After 6 weeks of the high-fat diet, the glucose metabolic index (Rg′), which evaluates glucose uptake, decreased by 42% and by 43% for the liver and pancreas, respectively. Glucose uptake by the soleus and gastrocnemius muscles did not significantly change, compared with controls (Fig. 3c). CSN transection produced a significant increase of 43% in 2-deoxy[3H]glucose uptake by the liver compared with HFD animals with an intact CSN. However, no change in glucose uptake was observed for the pancreas, soleus or gastrocnemius tissues (Rg′ of liver: HF without CSN transection, 3.15 ± 0.33 mmol [mg tissue]−1 min−1; HF with CSN transection, 4.50 ± 0.45 mmol [mg tissue]−1 min−1; Fig. 3c).

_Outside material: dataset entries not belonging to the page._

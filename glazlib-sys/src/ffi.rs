//! Typed mirror of the GlazLib C ABI.
//!
//! Every entry point exported by the native library has a function pointer type here and a
//! slot in [`FunctionTable`]. Nothing in this module validates arguments or interprets
//! status codes, that is left to the safe `glazlib` crate.
//!
//! # Conventions
//! - Calls returning [`c_int`] report a status, where [`ERROR_NONE`] means success.
//! - Variable-length getters take an `*mut c_int` size slot and a data pointer. Passing a null
//!   data pointer asks the library to write only the element count.
//! - C `bool` out-parameters are declared as `*mut u8` and must be read as `!= 0`. By-value
//!   `bool` arguments use Rust's `bool`, which shares the C ABI.
#![allow(missing_docs)]

use std::ffi::{c_char, c_double, c_int};

pub type GetVersionFn = unsafe extern "C" fn(major: *mut c_int, minor: *mut c_int);
pub type GetLastErrorMessageFn = unsafe extern "C" fn(buffer: *mut c_char) -> c_int;
pub type GetUsbParametersFn =
    unsafe extern "C" fn(timeout: *mut c_int, bulk_size: *mut c_int, queue_size: *mut c_int);
pub type SetUsbParametersFn = unsafe extern "C" fn(timeout: c_int, bulk_size: c_int, queue_size: c_int);
pub type EnableDataStreamLogFn = unsafe extern "C" fn(enable: bool);

pub type InitialiseSessionFn = unsafe extern "C" fn(config_path: *const c_char) -> c_int;
pub type InitialiseSingleDeviceSessionFn =
    unsafe extern "C" fn(device_type: c_int, use_defaults: bool, allow_demo: bool) -> c_int;
pub type StatusFn = unsafe extern "C" fn() -> c_int;
pub type VoidFn = unsafe extern "C" fn();

pub type SetIntFn = unsafe extern "C" fn(value: c_int) -> c_int;
pub type SetDoubleFn = unsafe extern "C" fn(value: c_double) -> c_int;
pub type SetWavelengthsFn = unsafe extern "C" fn(min: c_double, max: c_double) -> c_int;

pub type IsMeasurementDoneFn = unsafe extern "C" fn(done: *mut u8) -> c_int;

pub type GetResultFn =
    unsafe extern "C" fn(index: c_int, size: *mut c_int, data: *mut c_double) -> c_int;
pub type GetComplexResultFn = unsafe extern "C" fn(
    index: c_int,
    size: *mut c_int,
    real: *mut c_double,
    imag: *mut c_double,
) -> c_int;
pub type GetChannelValueFn =
    unsafe extern "C" fn(index: c_int, channel: c_int, value: *mut c_double) -> c_int;
pub type GetScanFn = unsafe extern "C" fn(
    index: c_int,
    scan_index: c_int,
    size: *mut c_int,
    data: *mut c_double,
) -> c_int;
pub type GetComplexScanFn = unsafe extern "C" fn(
    index: c_int,
    scan_index: c_int,
    size: *mut c_int,
    real: *mut c_double,
    imag: *mut c_double,
) -> c_int;
pub type GetAllScansSizesFn =
    unsafe extern "C" fn(index: c_int, scan_count: *mut c_int, pixels_per_scan: *mut c_int) -> c_int;
pub type GetAllScansFn = unsafe extern "C" fn(index: c_int, data: *mut u16) -> c_int;
pub type WriteAllScansToFileFn =
    unsafe extern "C" fn(index: c_int, filename: *const c_char, include_header: bool) -> c_int;
pub type GetPdValuesFn = unsafe extern "C" fn(
    index: c_int,
    channel: c_int,
    size: *mut c_int,
    data: *mut c_double,
) -> c_int;
pub type GetAuxStatesFn = unsafe extern "C" fn(index: c_int, size: *mut c_int, states: *mut u8) -> c_int;
pub type GetAuxCycleCountsFn = unsafe extern "C" fn(
    index: c_int,
    channel: c_int,
    size: *mut c_int,
    counts: *mut c_int,
) -> c_int;

/// The resolved entry points of a GlazLib instance, one field per exported symbol.
///
/// A table is only meaningful while whatever provides the code behind these pointers is alive,
/// see [`NativeLibrary`](crate::NativeLibrary).
#[derive(Debug, Clone, Copy)]
pub struct FunctionTable {
    pub get_version: GetVersionFn,
    pub get_last_error_message: GetLastErrorMessageFn,
    pub get_usb_parameters: GetUsbParametersFn,
    pub set_usb_parameters: SetUsbParametersFn,
    pub enable_data_stream_log: EnableDataStreamLogFn,

    pub initialise_session: InitialiseSessionFn,
    pub initialise_single_device_session: InitialiseSingleDeviceSessionFn,
    pub close_session: StatusFn,
    pub reset_all_devices: VoidFn,
    pub reset_all_ports: VoidFn,

    pub set_test_mode: SetIntFn,
    pub set_wavelengths: SetWavelengthsFn,
    pub set_hardware_averaging: SetIntFn,
    pub set_resolution: SetIntFn,
    pub set_scan_count: SetIntFn,
    pub set_scan_clock_speed: SetIntFn,
    pub set_adc_gain: SetIntFn,
    pub set_trigger_delay: SetIntFn,
    pub set_trigger_mode: SetIntFn,
    pub set_internal_trigger_frequency: SetDoubleFn,
    pub set_integration_mode: SetIntFn,
    pub set_integration_time: SetIntFn,
    pub set_sync_out_mode: SetIntFn,
    pub set_sync_out_polarity: SetIntFn,
    pub set_aux_out_mode: SetIntFn,
    pub set_aux_out_polarity: SetIntFn,
    pub set_out_cycle_count: SetIntFn,
    pub set_timeout: SetIntFn,

    pub capture_background: SetIntFn,
    pub run_measurement: StatusFn,
    pub start_measurement: StatusFn,
    pub is_measurement_done: IsMeasurementDoneFn,

    pub get_result: GetResultFn,
    pub get_complex_result: GetComplexResultFn,
    pub get_time_stamp: GetChannelValueFn,
    pub get_scan: GetScanFn,
    pub get_complex_scan: GetComplexScanFn,
    pub get_all_scans_sizes: GetAllScansSizesFn,
    pub get_all_scans: GetAllScansFn,
    pub write_all_scans_to_file: WriteAllScansToFileFn,
    pub get_pd_values: GetPdValuesFn,
    pub get_pd_reference: GetChannelValueFn,
    pub get_aux_states: GetAuxStatesFn,
    pub get_aux_cycle_counts: GetAuxCycleCountsFn,

    pub run_usb_comms_test: StatusFn,
}

/// Size of the text buffer `getLastErrorMessage` writes into, including the terminator.
pub const ERROR_MESSAGE_CAPACITY: usize = 1024;

// Status codes
pub const ERROR_NONE: c_int = 0;
pub const ERROR_NOT_INITIALISED: c_int = 1;
pub const ERROR_SCRIPT: c_int = 2;
pub const ERROR_CONNECTING_TO_CAMERAS: c_int = 3;
pub const ERROR_DOWNLOADING_CALIBRATIONS: c_int = 4;
pub const ERROR_INVALID_WAVELENGTHS: c_int = 5;
pub const ERROR_INVALID_AVERAGING: c_int = 6;
pub const ERROR_INVALID_SCAN_COUNT: c_int = 7;
pub const ERROR_INVALID_TRIGGER_MODE: c_int = 8;
pub const ERROR_INVALID_TRIGGER_DELAY: c_int = 9;
pub const ERROR_INVALID_INTEGRATION_TIME: c_int = 10;
pub const ERROR_INVALID_SCAN_CLOCK_SPEED: c_int = 11;
pub const ERROR_INVALID_SETTINGS: c_int = 12;
pub const ERROR_CAPTURING_BACKGROUNDS: c_int = 13;
pub const ERROR_RUNNING_MEASUREMENT: c_int = 14;
pub const ERROR_INVALID_CALCULATION_INDEX: c_int = 15;
pub const ERROR_INVALID_RESULT_DATA_SIZE: c_int = 16;
pub const ERROR_INVALID_PD_NUMBER: c_int = 17;
pub const ERROR_INVALID_PD_CHANNEL: c_int = 18;
pub const ERROR_INVALID_CAMERA_NUMBER: c_int = 19;
pub const ERROR_INVALID_TRIGGER_FREQUENCY: c_int = 20;
pub const ERROR_NO_MEASUREMENT_RUN: c_int = 21;
/// Spelled as in the vendor header.
pub const ERROR_INITIALISING_SINGEL_DEVICE: c_int = 22;
pub const ERROR_INVALID_SINGLE_DEVICE_TYPE: c_int = 23;
pub const ERROR_INVALID_SYNC_OUT_MODE: c_int = 24;
pub const ERROR_INVALID_INTEGRATION_MODE: c_int = 25;
pub const ERROR_CLOCK_SPEED_UNSUPPORTED: c_int = 26;
pub const ERROR_INVALID_AUX_OUT_MODE: c_int = 27;
pub const ERROR_CYCLE_COUNT_UNSUPPORTED: c_int = 28;
pub const ERROR_INVALID_CYCLE_COUNT: c_int = 29;
pub const ERROR_INVALID_TEST_MODE: c_int = 30;
pub const ERROR_OUT_POLARITY_NOT_SUPPORTED: c_int = 31;
pub const ERROR_INVALID_OUT_POLARITY: c_int = 32;
pub const ERROR_RESOLUTION_OUT_OF_RANGE: c_int = 33;
pub const ERROR_RESOLUTION_NOT_SUPPORTED: c_int = 34;
pub const ERROR_RUNNING_USB_COMMS_TEST: c_int = 35;
pub const ERROR_MEASUREMENT_STREAM: c_int = 36;
pub const ERROR_AUX_STATES_NOT_SUPPORTED: c_int = 37;
pub const ERROR_INTEGRATION_TIME_NOT_SUPPORTED: c_int = 38;
pub const ERROR_INVALID_ADC_GAIN: c_int = 39;
pub const ERROR_AUX_CYCLE_COUNT_INVALID: c_int = 40;

// Device types
pub const GLAZ_LINESCAN_I_PULSESYNC_S10453_SINGLE_DEVICE_TYPE: c_int = 1;
pub const GLAZ_LINESCAN_I_PULSESYNC_S11639_SINGLE_DEVICE_TYPE: c_int = 2;
pub const GLAZ_LINESCAN_I_TIMEFILL_S11639_SINGLE_DEVICE_TYPE: c_int = 3;
pub const GLAZ_LINESCAN_I_SPECTROCAM_S11639_SINGLE_DEVICE_TYPE: c_int = 4;
pub const GLAZ_LINESCAN_II_SINGLE_DEVICE_TYPE: c_int = 5;
pub const GLAZ_LINESCAN_II_V2_SINGLE_DEVICE_TYPE: c_int = 6;
pub const GLAZ_LINESCAN_LS_SINGLE_DEVICE_TYPE: c_int = 7;
pub const GLAZ_LINESCAN_EC_SINGLE_DEVICE_TYPE: c_int = 8;

// Hardware averaging, as a power-of-two index
pub const AVERAGING_X1: c_int = 0;
pub const AVERAGING_X2: c_int = 1;
pub const AVERAGING_X4: c_int = 2;
pub const AVERAGING_X8: c_int = 3;
pub const AVERAGING_X16: c_int = 4;
pub const AVERAGING_X32: c_int = 5;
pub const AVERAGING_X64: c_int = 6;
pub const AVERAGING_X128: c_int = 7;
pub const AVERAGING_X256: c_int = 8;
pub const AVERAGING_X512: c_int = 9;
pub const AVERAGING_X1024: c_int = 10;
pub const AVERAGING_X2048: c_int = 11;
pub const AVERAGING_X4096: c_int = 12;

// ADC resolution
pub const RESOLUTION_10BIT: c_int = 0;
pub const RESOLUTION_12BIT: c_int = 1;
pub const RESOLUTION_14BIT: c_int = 2;
pub const RESOLUTION_16BIT: c_int = 3;

// Trigger modes
pub const TRIGGER_EXTERNAL: c_int = 0;
pub const TRIGGER_INTERNAL: c_int = 1;
pub const TRIGGER_BURST: c_int = 2;

// Integration modes
pub const INT_MODE_PULSESYNC: c_int = 0;
pub const INT_MODE_TIMEFILL: c_int = 1;

// Sync and aux output modes
pub const OUT_INT_WINDOW: c_int = 0;
pub const OUT_TRIGGER: c_int = 1;
pub const OUT_BUSY: c_int = 2;
pub const OUT_TRIGGER_CYCLE_START: c_int = 3;
pub const OUT_TRIGGER_CYCLE_RUNNING: c_int = 4;
pub const OUT_OFF: c_int = 5;

// Output polarities
pub const OUT_POLARITY_ACTIVE_LO: c_int = 0;
pub const OUT_POLARITY_ACTIVE_HI: c_int = 1;

// Scan clock speeds
pub const SCAN_CLOCK_FULL_SPEED: c_int = 0;
pub const SCAN_CLOCK_HALF_SPEED: c_int = 1;

// Test modes
pub const TEST_OFF: c_int = 0;
pub const TEST_DAC_ALTERNATING: c_int = 1;
pub const TEST_DAC_ALL_ONES: c_int = 2;
pub const TEST_DAC_ALL_ZEROS: c_int = 3;

// ADC gain
pub const ADC_GAIN_X1: c_int = 0;
pub const ADC_GAIN_X2: c_int = 1;
pub const ADC_GAIN_X4: c_int = 2;
use std::env;
use std::path::{Path, PathBuf};
use std::sync::{Arc, PoisonError, RwLock};

use libloading::Library;
use thiserror::Error;

use crate::buffer::ErrorMessageBuffer;
use crate::ffi::{self, FunctionTable};

/// Environment variable naming the root of the native library tree
pub const LIBRARY_DIR_ENV: &str = "GLAZLIB_LIBRARY_DIR";

#[cfg(all(windows, target_pointer_width = "64"))]
const CANDIDATES: &[&str] = &["win64/GlazLib.dll", "win64-static/GlazLib.dll"];

#[cfg(all(windows, target_pointer_width = "32"))]
const CANDIDATES: &[&str] = &["win32/GlazLib.dll", "win32-static/GlazLib.dll"];

#[cfg(target_os = "linux")]
const CANDIDATES: &[&str] = &["linux64/libGlazLib.so.9.23.0"];

#[cfg(not(any(windows, target_os = "linux")))]
const CANDIDATES: &[&str] = &[];

/// Ways locating and opening the native library can fail
#[derive(Debug, Error)]
pub enum LoadError {
    #[error("GlazLib is not distributed for platform {0}")]
    UnsupportedPlatform(&'static str),
    #[error("could not find the GlazLib library, looked in: {}", display_paths(.searched))]
    NotFound { searched: Vec<PathBuf> },
    #[error("failed to open {}: {source}", .path.display())]
    Open {
        path: PathBuf,
        #[source]
        source: libloading::Error,
    },
    #[error("{} does not export {name}: {source}", .path.display())]
    MissingSymbol {
        path: PathBuf,
        name: &'static str,
        #[source]
        source: libloading::Error,
    },
}

fn display_paths(paths: &[PathBuf]) -> String {
    paths
        .iter()
        .map(|p| p.display().to_string())
        .collect::<Vec<_>>()
        .join(", ")
}

/// A loaded copy of GlazLib: its resolved [`FunctionTable`] and whatever keeps the code behind
/// it mapped.
///
/// The table is only handed out by reference, so the pointers in it cannot outlive the
/// [`Library`] they were resolved from.
pub struct NativeLibrary {
    table: FunctionTable,
    path: Option<PathBuf>,
    _library: Option<Library>,
}

impl std::fmt::Debug for NativeLibrary {
    fn fmt(&self, f: &mut std::fmt::Formatter<'_>) -> std::fmt::Result {
        f.debug_struct("NativeLibrary")
            .field("path", &self.path)
            .field("in_process", &self._library.is_none())
            .finish()
    }
}

macro_rules! resolve {
    ($library:expr, $path:expr, $name:literal, $ty:ty) => {{
        let symbol = unsafe { $library.get::<$ty>(concat!($name, "\0").as_bytes()) }.map_err(
            |source| LoadError::MissingSymbol {
                path: $path.to_path_buf(),
                name: $name,
                source,
            },
        )?;
        *symbol
    }};
}

impl NativeLibrary {
    /// Open the library at `path` and resolve every GlazLib entry point.
    ///
    /// # Safety
    /// Loading runs the library's initialisers, and the resolved symbols are trusted to have
    /// the signatures declared in [`ffi`]. Only point this at a genuine GlazLib build.
    pub unsafe fn load<P: AsRef<Path>>(path: P) -> Result<Self, LoadError> {
        let path = path.as_ref();
        let library = unsafe { Library::new(path) }.map_err(|source| LoadError::Open {
            path: path.to_path_buf(),
            source,
        })?;

        let table = FunctionTable {
            get_version: resolve!(library, path, "getVersion", ffi::GetVersionFn),
            get_last_error_message: resolve!(library, path, "getLastErrorMessage", ffi::GetLastErrorMessageFn),
            get_usb_parameters: resolve!(library, path, "getUSBParameters", ffi::GetUsbParametersFn),
            set_usb_parameters: resolve!(library, path, "setUSBParameters", ffi::SetUsbParametersFn),
            enable_data_stream_log: resolve!(library, path, "enableDataStreamLog", ffi::EnableDataStreamLogFn),
            initialise_session: resolve!(library, path, "initialiseSession", ffi::InitialiseSessionFn),
            initialise_single_device_session: resolve!(
                library,
                path,
                "initialiseSingleDeviceSession",
                ffi::InitialiseSingleDeviceSessionFn
            ),
            close_session: resolve!(library, path, "closeSession", ffi::StatusFn),
            reset_all_devices: resolve!(library, path, "resetAllDevices", ffi::VoidFn),
            reset_all_ports: resolve!(library, path, "resetAllPorts", ffi::VoidFn),
            set_test_mode: resolve!(library, path, "setTestMode", ffi::SetIntFn),
            set_wavelengths: resolve!(library, path, "setWavelengths", ffi::SetWavelengthsFn),
            set_hardware_averaging: resolve!(library, path, "setHardwareAveraging", ffi::SetIntFn),
            set_resolution: resolve!(library, path, "setResolution", ffi::SetIntFn),
            set_scan_count: resolve!(library, path, "setScanCount", ffi::SetIntFn),
            set_scan_clock_speed: resolve!(library, path, "setScanClockSpeed", ffi::SetIntFn),
            set_adc_gain: resolve!(library, path, "setADCGain", ffi::SetIntFn),
            set_trigger_delay: resolve!(library, path, "setTriggerDelay", ffi::SetIntFn),
            set_trigger_mode: resolve!(library, path, "setTriggerMode", ffi::SetIntFn),
            set_internal_trigger_frequency: resolve!(
                library,
                path,
                "setInternalTriggerFrequency",
                ffi::SetDoubleFn
            ),
            set_integration_mode: resolve!(library, path, "setIntegrationMode", ffi::SetIntFn),
            set_integration_time: resolve!(library, path, "setIntegrationTime", ffi::SetIntFn),
            set_sync_out_mode: resolve!(library, path, "setSyncOutMode", ffi::SetIntFn),
            set_sync_out_polarity: resolve!(library, path, "setSyncOutPolarity", ffi::SetIntFn),
            set_aux_out_mode: resolve!(library, path, "setAuxOutMode", ffi::SetIntFn),
            set_aux_out_polarity: resolve!(library, path, "setAuxOutPolarity", ffi::SetIntFn),
            set_out_cycle_count: resolve!(library, path, "setOutCycleCount", ffi::SetIntFn),
            set_timeout: resolve!(library, path, "setTimeout", ffi::SetIntFn),
            capture_background: resolve!(library, path, "captureBackground", ffi::SetIntFn),
            run_measurement: resolve!(library, path, "runMeasurement", ffi::StatusFn),
            start_measurement: resolve!(library, path, "startMeasurement", ffi::StatusFn),
            is_measurement_done: resolve!(library, path, "isMeasurementDone", ffi::IsMeasurementDoneFn),
            get_result: resolve!(library, path, "getResult", ffi::GetResultFn),
            get_complex_result: resolve!(library, path, "getComplexResult", ffi::GetComplexResultFn),
            get_time_stamp: resolve!(library, path, "getTimeStamp", ffi::GetChannelValueFn),
            get_scan: resolve!(library, path, "getScan", ffi::GetScanFn),
            get_complex_scan: resolve!(library, path, "getComplexScan", ffi::GetComplexScanFn),
            get_all_scans_sizes: resolve!(library, path, "getAllScansSizes", ffi::GetAllScansSizesFn),
            get_all_scans: resolve!(library, path, "getAllScans", ffi::GetAllScansFn),
            write_all_scans_to_file: resolve!(
                library,
                path,
                "writeAllScansToFile",
                ffi::WriteAllScansToFileFn
            ),
            get_pd_values: resolve!(library, path, "getPDValues", ffi::GetPdValuesFn),
            get_pd_reference: resolve!(library, path, "getPDReference", ffi::GetChannelValueFn),
            get_aux_states: resolve!(library, path, "getAUXStates", ffi::GetAuxStatesFn),
            get_aux_cycle_counts: resolve!(library, path, "getAUXCycleCounts", ffi::GetAuxCycleCountsFn),
            run_usb_comms_test: resolve!(library, path, "runUSBCommsTest", ffi::StatusFn),
        };

        tracing::debug!(path = %path.display(), "resolved GlazLib entry points");

        Ok(Self {
            table,
            path: Some(path.to_path_buf()),
            _library: Some(library),
        })
    }

    /// Search the standard locations (see [`search_roots`]) for this platform's build of
    /// GlazLib and load the first one that opens.
    pub fn discover() -> Result<Self, LoadError> {
        Self::discover_in(&search_roots())
    }

    fn discover_in(roots: &[PathBuf]) -> Result<Self, LoadError> {
        if CANDIDATES.is_empty() {
            return Err(LoadError::UnsupportedPlatform(env::consts::OS));
        }

        let mut searched = Vec::new();
        let mut last_error = None;
        for root in roots {
            for candidate in CANDIDATES {
                let path = root.join(candidate);
                if path.is_file() {
                    match unsafe { Self::load(&path) } {
                        Ok(lib) => return Ok(lib),
                        Err(e) => {
                            tracing::debug!("skipping {}: {e}", path.display());
                            last_error = Some(e);
                        }
                    }
                }
                searched.push(path);
            }
        }
        Err(last_error.unwrap_or(LoadError::NotFound { searched }))
    }

    /// Wrap a function table whose code lives in this process already, such as a statically
    /// linked build or a test double.
    ///
    /// # Safety
    /// Every pointer in `table` must honour the contract of the GlazLib entry point it stands
    /// in for, for as long as the returned value is alive.
    pub unsafe fn from_function_table(table: FunctionTable) -> Self {
        Self {
            table,
            path: None,
            _library: None,
        }
    }

    pub fn functions(&self) -> &FunctionTable {
        &self.table
    }

    /// The file this library was loaded from, if it was loaded from disk
    pub fn path(&self) -> Option<&Path> {
        self.path.as_deref()
    }

    /// Read the library's process-wide last error message.
    ///
    /// This must be called right after the failing call, any other call may overwrite it.
    pub fn last_error_message(&self) -> String {
        let mut buffer = ErrorMessageBuffer::new();
        unsafe { (self.table.get_last_error_message)(buffer.as_mut_ptr()) };
        buffer.to_string_lossy()
    }
}

static LIBRARY_DIR: RwLock<Option<PathBuf>> = RwLock::new(None);

static LIBRARY: RwLock<Option<Arc<NativeLibrary>>> = RwLock::new(None);

/// Set the directory searched first for the native library tree. This has no effect once
/// [`get_library`] has succeeded.
pub fn set_library_dir<P: Into<PathBuf>>(path: P) {
    let path = path.into();
    if LIBRARY.read().unwrap_or_else(PoisonError::into_inner).is_some() {
        tracing::warn!(
            "GlazLib is already loaded, ignoring library directory {}",
            path.display()
        );
    }
    *LIBRARY_DIR.write().unwrap_or_else(PoisonError::into_inner) = Some(path);
}

/// The directories searched for the library tree, in order: the one given to
/// [`set_library_dir`], `$GLAZLIB_LIBRARY_DIR`, then `./lib`.
pub fn search_roots() -> Vec<PathBuf> {
    let mut roots = Vec::new();
    if let Some(dir) = LIBRARY_DIR.read().unwrap_or_else(PoisonError::into_inner).clone() {
        roots.push(dir);
    }
    if let Some(dir) = env::var_os(LIBRARY_DIR_ENV) {
        roots.push(PathBuf::from(dir));
    }
    roots.push(PathBuf::from("lib"));
    roots
}

/// Get the process-wide GlazLib instance, loading it on first use.
///
/// A failed load is not remembered, the next call searches again.
pub fn get_library() -> Result<Arc<NativeLibrary>, LoadError> {
    if let Some(lib) = LIBRARY.read().unwrap_or_else(PoisonError::into_inner).as_ref() {
        return Ok(lib.clone());
    }

    let mut guard = LIBRARY.write().unwrap_or_else(PoisonError::into_inner);
    if let Some(lib) = guard.as_ref() {
        return Ok(lib.clone());
    }
    let lib = Arc::new(NativeLibrary::discover()?);
    tracing::info!(path = ?lib.path(), "loaded GlazLib");
    *guard = Some(lib.clone());
    Ok(lib)
}
use std::ffi::c_char;

use crate::ffi::ERROR_MESSAGE_CAPACITY;

/// A fixed-size, zero-initialised text buffer that `getLastErrorMessage` writes a
/// NUL-terminated message into.
///
/// The library does not report how much it wrote, so the buffer is always handed over at full
/// [`ERROR_MESSAGE_CAPACITY`] and decoded up to the first NUL byte. The final byte is reset to
/// zero before decoding, so an unterminated message is cut at `ERROR_MESSAGE_CAPACITY - 1` bytes.
pub struct ErrorMessageBuffer {
    data: Box<[u8; ERROR_MESSAGE_CAPACITY]>,
}

impl Default for ErrorMessageBuffer {
    fn default() -> Self {
        Self::new()
    }
}

impl ErrorMessageBuffer {
    pub fn new() -> Self {
        Self {
            data: Box::new([0; ERROR_MESSAGE_CAPACITY]),
        }
    }

    /// The pointer to pass to `getLastErrorMessage`
    pub fn as_mut_ptr(&mut self) -> *mut c_char {
        self.data.as_mut_ptr().cast()
    }

    pub fn capacity(&self) -> usize {
        ERROR_MESSAGE_CAPACITY
    }

    /// Decode the message as UTF-8, replacing invalid sequences
    pub fn to_string_lossy(&mut self) -> String {
        self.data[ERROR_MESSAGE_CAPACITY - 1] = 0;
        let end = self
            .data
            .iter()
            .position(|b| *b == 0)
            .unwrap_or(ERROR_MESSAGE_CAPACITY - 1);
        String::from_utf8_lossy(&self.data[..end]).into_owned()
    }
}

Finally, in visceral adipose tissue, 6 weeks of the high-fat diet decreased glucose uptake by 45% compared with the control group, and this effect was completely restored by CSN transection (Rg′ of perienteric adipose tissue: controls without CSN transection, 1.46 ± 0.13 mmol [mg tissue]−1 min−1; HF without CSN transection, 0.81 ± 0.16 mmol [mg tissue]−1 min−1; HF with CSN transection, 1.44 ± 0.33 mmol [mg tissue]−1 min−1; Fig. 3d). No significant results were observed for epididymal and perinephric adipose tissue (Fig. 3d).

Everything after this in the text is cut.